É preciso paciência. Com eles, e com a gente. nem sempre o resultado sai como se queria. Às vezes, até dar certo, é preciso refazer várias vezes. E então, elas e nós aprendemos a persistência do processo de aprender. Algumas crianças se envolvem logo. Te veem fazendo e querem de cara fazer também. Outras, vão demorar mais. A primeira vez que costurei eu tinha catorze anos, e antes disso não queria nem chegar perto de uma agulha – no entanto, dois anos depois, pedi de aniversário uma máquina de costura, que me acompanha até hoje, depois de algumas dezenas de idas ao técnico, porque não dá para saber fazer tudo e mecânica de máquinas de costura é uma ciência que não domino (e é interessante lembrar que pedir ajuda para quem domina uma técnica desconhecida também é estreitar os laços da comunidade onde vivemos, um aprendizado que também se leva para a vida).
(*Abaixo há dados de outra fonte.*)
// Copyright 2025 The Rustux Authors
//
// Use of this source code is governed by a MIT-style
// license that can be found in the LICENSE file or at
// https://opensource.org/licenses/MIT

//! Rustux Kernel - Physical Map Subsystem
//!
//! Only the pieces of the kernel the ARM pmap depends on live here: the
//! logging facade, the VM address layout and error type, the physical frame
//! supply and the ARM architecture layer itself.

pub mod arch;
pub mod debug;
pub mod pmm;
pub mod vm;

// Common type aliases for kernel convenience
pub use crate::kernel::vm::{Result as VmResult, VmError};
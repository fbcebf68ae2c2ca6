// Copyright 2025 The Rustux Authors
//
// Use of this source code is governed by a MIT-style
// license that can be found in the LICENSE file or at
// https://opensource.org/licenses/MIT

//! Whole-pmap tests
//!
//! Every test boots a context on a [`SoftCpu`] with the same layout:
//!
//! - kernel L1 at 0xa000_4000, mapped by a page-table section at 0xc000_0000
//! - two kernel L2 tables covering 0xc100_0000-0xc120_0000
//! - table memory from a 16MB arena at 0x8000_0000
//! - 4MB of managed pages at 0

use alloc::sync::Arc;
use alloc::vec::Vec;
use core::sync::atomic::{AtomicBool, Ordering};

use super::*;
use crate::kernel::arch::arm::cpufunc::{CpuOp, SoftCpu};
use crate::kernel::arch::arm::pte::{
    l1pte_page_p, CacheMode, L2_B, L2_TYPE_INV, L2_TYPE_MASK, L2_TYPE_S, PMAP_DOMAINS,
};
use crate::kernel::pmm::FrameArena;
use crate::kernel::vm::layout::{
    PhysRange, KERNEL_VM_BASE, KERNEL_VM_END, L1_S_SIZE, L2_S_FRAME,
};

const MANAGED: PhysRange = PhysRange::new(0x0000_0000, 0x0040_0000);
const ARENA: PhysRange = PhysRange::new(0x8000_0000, 0x8100_0000);

const BOOT_L1_PA: PAddr = 0xa000_4000;
const BOOT_L1_VA: VAddr = 0xc000_4000;

/// Kernel VA with an L2 table, clear of the page hook windows
const KVA: VAddr = KERNEL_VM_BASE + L1_S_SIZE;

struct Harness {
    cpu: Arc<SoftCpu>,
    arena: Arc<FrameArena>,
    ctx: PmapContext,
}

fn boot_tables(config: &PmapConfig) -> BootTables {
    let mut boot = BootTables::new(config, BOOT_L1_PA, BOOT_L1_VA);
    boot.map_section(0xc000_0000, 0xa000_0000, VmProt::RW, CacheMode::PageTable);
    boot.link_l2pt(KERNEL_VM_BASE, 0xa000_8000, 0xc000_8000);
    boot.link_l2pt(KERNEL_VM_BASE + L1_S_SIZE, 0xa000_8400, 0xc000_8400);
    boot
}

fn build(config: PmapConfig, arena: PhysRange, boot: BootTables) -> Harness {
    let cpu = Arc::new(SoftCpu::new());
    let arena = Arc::new(FrameArena::new(arena));
    let ctx = PmapContext::bootstrap(
        config,
        cpu.clone(),
        arena.clone(),
        &[MANAGED],
        boot,
        KERNEL_VM_BASE,
        KERNEL_VM_END,
    );
    ctx.init();
    cpu.take_ops();
    Harness { cpu, arena, ctx }
}

fn harness(config: PmapConfig) -> Harness {
    build(config, ARENA, boot_tables(&config))
}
Sempre é tempo de ter um novo olhar sobre as coisas. Eu aprendi de pequena, mas precisei reaprender – convivendo com as crianças – que era possível ter esse outro olhar. Mas o mesmo tempo de telas ansiosas é o tempo onde o acesso a técnicas mil está muito mais perto de nós. Do conserto da tomada até a camiseta em tie-dye, do bicho de pano feito do cobertor que rasgou até o simples tubo de super cola que conserta o brinquedo de plástico, ninguém precisa ser um artesão profissional para encontrar aquele pedacinho seu que é capaz de adquirir esse super poder consertador de coisas.

Olhe em volta. Cada dia nos trás novas oportunidades de repensar nossa relação com os objetos, de construir novas memórias afetivas. De dizer não para essa ideia de que é preciso jogar tudo fora, e ao invés de comprar conceitos vendidos pelas propagandas, construir esses conceitos de verdade, junto com as nossas crianças.